Stories about three fashion brands have me thinking about women and their health economics. Stay with me.

Target unveiled its new line of clothing, Universal Thread, which features pieces that are accessible to women who may be dealing with physical limitations or sensory challenges.

I first read about Universal Thread on The Mighty website, which is a community of over 1 million people interested in connecting on health and disabilities.

As The Mighty described, the brand Universal Thread, “is centered around denim since it is a staple in many women’s wardrobes, but denim can be uncomfortable for many people with disabilities or sensory issues. The line will include denim that has flattened seams to reduce pressure points and jeans with wider legs to help with dressing. The back of the jeans will be pocket-less and will have a higher rise. Sensory-friendly shirts will have flat seams, softer material and no tags.” The items will be priced between $6 and $29.99 for jeans; nothing will be over $40.

On 15th February, Macy’s launches a new brand of clothing, Verona, targeted to Muslim women, featuring hijabs, maxi dresses, and trousers, among other items, the New York Times reported today. Macy’s conducted a customer workshop last year and learned that there was consumer interest in the company offering these clothing options. Note that The Workshop at Macy’s is an incubator for minority- and women-owned businesses.

Macy’s has already been selling Nike’s Pro Hijab for Muslim athletes.
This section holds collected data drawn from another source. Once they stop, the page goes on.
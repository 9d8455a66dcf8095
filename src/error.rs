use crate::gateways::GatewayError;
use axum::http::StatusCode;
use axum::response::{IntoResponse, Response};
use axum::Json;
use serde_json::json;
use thiserror::Error;

#[derive(Debug, Error)]
pub enum AppError {
    #[error("{message}")]
    Validation {
        message: String,
        details: Option<serde_json::Value>,
    },

    #[error("{0}")]
    InvalidAmount(String),

    #[error("{0}")]
    InvalidState(String),

    #[error("{0}")]
    Unauthenticated(String),

    #[error("access denied: {0}")]
    Authorization(String),

    #[error("{0}")]
    NotFound(String),

    #[error("{0}")]
    Conflict(String),

    #[error("rate limit exceeded")]
    RateLimited,

    #[error("gateway error: {0}")]
    Gateway(#[from] GatewayError),

    #[error(transparent)]
    Internal(#[from] anyhow::Error),
}

impl AppError {
    pub fn validation(message: impl Into<String>) -> Self {
        AppError::Validation {
            message: message.into(),
            details: None,
        }
    }

    pub fn validation_with(message: impl Into<String>, details: serde_json::Value) -> Self {
        AppError::Validation {
            message: message.into(),
            details: Some(details),
        }
    }

    pub fn status(&self) -> StatusCode {
        match self {
            AppError::Validation { .. } | AppError::InvalidAmount(_) | AppError::InvalidState(_) => {
                StatusCode::BAD_REQUEST
            }
            AppError::Unauthenticated(_) => StatusCode::UNAUTHORIZED,
            AppError::Authorization(_) => StatusCode::FORBIDDEN,
            AppError::NotFound(_) => StatusCode::NOT_FOUND,
            AppError::Conflict(_) => StatusCode::CONFLICT,
            AppError::RateLimited => StatusCode::TOO_MANY_REQUESTS,
            AppError::Gateway(_) | AppError::Internal(_) => StatusCode::INTERNAL_SERVER_ERROR,
        }
    }

    /// Caller-facing message. Upstream and internal detail stays in the logs.
    pub fn public_message(&self) -> String {
        match self {
            AppError::Authorization(_) => "Access denied".to_string(),
            AppError::RateLimited => "Rate limit exceeded".to_string(),
            AppError::Gateway(_) | AppError::Internal(_) => "Internal server error".to_string(),
            other => other.to_string(),
        }
    }
}

/// A Postgres unique-constraint hit surfaced through a repository's `anyhow::Error`.
pub fn is_unique_violation(err: &anyhow::Error) -> bool {
    err.downcast_ref::<sqlx::Error>()
        .and_then(|e| e.as_database_error())
        .is_some_and(|db| db.is_unique_violation())
}

impl From<sqlx::Error> for AppError {
    fn from(err: sqlx::Error) -> Self {
        AppError::Internal(err.into())
    }
}

impl IntoResponse for AppError {
    fn into_response(self) -> Response {
        let status = self.status();
        if status.is_server_error() {
            tracing::error!(error = ?self, "request failed");
        }

        let mut body = json!({
            "success": false,
            "error": self.public_message(),
        });
        if let AppError::Validation {
            details: Some(details),
            ..
        } = &self
        {
            body["details"] = details.clone();
        }

        (status, Json(body)).into_response()
    }
}

pub type AppResult<T> = std::result::Result<T, AppError>;

#[cfg(test)]
mod tests {
    use super::*;

    #[test]
    fn internal_detail_is_not_exposed() {
        let err = AppError::Internal(anyhow::anyhow!("connection refused to db-primary:5432"));
        assert_eq!(err.status(), StatusCode::INTERNAL_SERVER_ERROR);
        assert_eq!(err.public_message(), "Internal server error");

        let err = AppError::Gateway(GatewayError::Network("tls handshake eof".to_string()));
        assert_eq!(err.public_message(), "Internal server error");
    }

    #[test]
    fn validation_is_verbatim() {
        let err = AppError::validation("Missing required fields: jobId, amount");
        assert_eq!(err.status(), StatusCode::BAD_REQUEST);
        assert_eq!(err.public_message(), "Missing required fields: jobId, amount");
        assert_eq!(AppError::Conflict("dup".into()).status(), StatusCode::CONFLICT);
        assert_eq!(AppError::Authorization("role".into()).status(), StatusCode::FORBIDDEN);
    }
}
InStyle magazine featured Macy’s news, saying that the line, “is unique because it includes easy-to-wear items like tops, pants, cardigans, and dresses that are aimed at both Muslim and non-Muslim women.”  The designer of the line, Lisa Vogl, told InStyle, “Verona Collection is more than a clothing brand. It’s a platform for a community of women to express their personal identity and embrace fashion that makes them feel confident on the inside and outside.”

Then there’s Dia & Co., featured in today’s New York Times in a Business section article titled, “Bringing a Personal Touch to Plus-Size Fashion.” The company was started by two entrepreneurs who graduated from Harvard Business School and couldn’t find plus0sized clothing they liked. So in 2015, they started an online site called Dia & Co. The line has been so successful they’ve attracted the likes of designer Nanette Lapore to do her own label called First Curve. One of the secrets in this marketing sauce is that Dia & Co. curates personalized selections of clothing pieces they ship to buyers based on preferences. “While Walmart and Amazon could be formidable competitors,” Marshal Cohen of NPD Group notes, “this customer wants a company that understands her.”
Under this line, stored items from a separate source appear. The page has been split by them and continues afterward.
use crate::domain::context::RequestContext;
use chrono::{DateTime, Utc};
use serde::Serialize;
use uuid::Uuid;

pub const ENTITY_USER: &str = "USER";
pub const ENTITY_PAYMENT: &str = "PAYMENT";

/// Append-only record; nothing in the crate updates or deletes one.
#[derive(Debug, Clone, Serialize)]
#[serde(rename_all = "camelCase")]
pub struct AuditLogEntry {
    pub id: Uuid,
    pub actor_id: Uuid,
    pub actor_role: String,
    pub action_type: String,
    pub entity_type: String,
    pub entity_id: Uuid,
    pub changes: Option<serde_json::Value>,
    pub ip_address: String,
    pub user_agent: String,
    pub timestamp: DateTime<Utc>,
}

impl AuditLogEntry {
    pub fn new(
        ctx: &RequestContext,
        action_type: &str,
        entity_type: &str,
        entity_id: Uuid,
        changes: Option<serde_json::Value>,
    ) -> Self {
        Self {
            id: Uuid::new_v4(),
            actor_id: ctx.actor_id,
            actor_role: ctx.actor_role.as_str().to_string(),
            action_type: action_type.to_string(),
            entity_type: entity_type.to_string(),
            entity_id,
            changes,
            ip_address: ctx.ip_address.clone(),
            user_agent: ctx.user_agent.clone(),
            timestamp: Utc::now(),
        }
    }
}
Health Populi’s Hot Points: If you’ve made it this far below the Health Populi news-story fold, you might be wondering: why is Jane talking about women’s fashion in a blog fiercely devoted for over a decade on health consumers. technology and economics.

The three news items on women’s fashion brands speak to all three nouns: consumers, tech and household finance. Women are the Chief Household Officers for their families, increasingly use their smartphones like Swiss Army knives (as my friend and colleagues Susannah Fox once described young peoples’ facility with mobile phones), and are sensitive to costs and out-of-pocket spending, with all three lines priced for mainstream consumers. I recently wrote in Huffington Post about the so-called “tampon tax” on consumer goods marketed to women: women have tended to spend more on the same items that men buy, like deodorant presumably packaged in feminine ways. Oh, and health insurance, too, before there was the Affordable Care Act.

Health care spending is tied up into overall household spending. As most women manage their households, health care marketers should never forget that, increasingly, as patients become payors, a prescription drug fill at the CVS pharmacy in Target may compete on the day with a great pair of Universal Thread jeans.

What can healthcare innovators learn from the three brands’ evolutions? Consider…

  • Macy’s workshopped the concept for the hijab-inspired clothing through its incubator which focuses on a specific consumer segment. This is the ethos of user-centered design.
  • Dia & Co. identified an under-served market, and better-serves it through curation of clothing that are personalized to each customer’s preferences.
  • Target focused on another under-served and fast-growing market of people who can well use clothing that’s easy to take on and off, more comfortable and live-able, at an accessible price-point.

Innovation in health care, in my work-world, incorporates these elements all with the consumer at the center: ID under-served needs, customize and personalize, be digital, be mindful of financial issues, and attend to peoples’ real lives.

#Aim2Innovate, as my HIMSS-colleagues tweet!

PS – This column appears in Fast Company Design moments after I completed this post. It’s about why not to design for the “average” person. Note the third of 3 recommendations nicely fits into my discussion above: inclusive design gives people independence.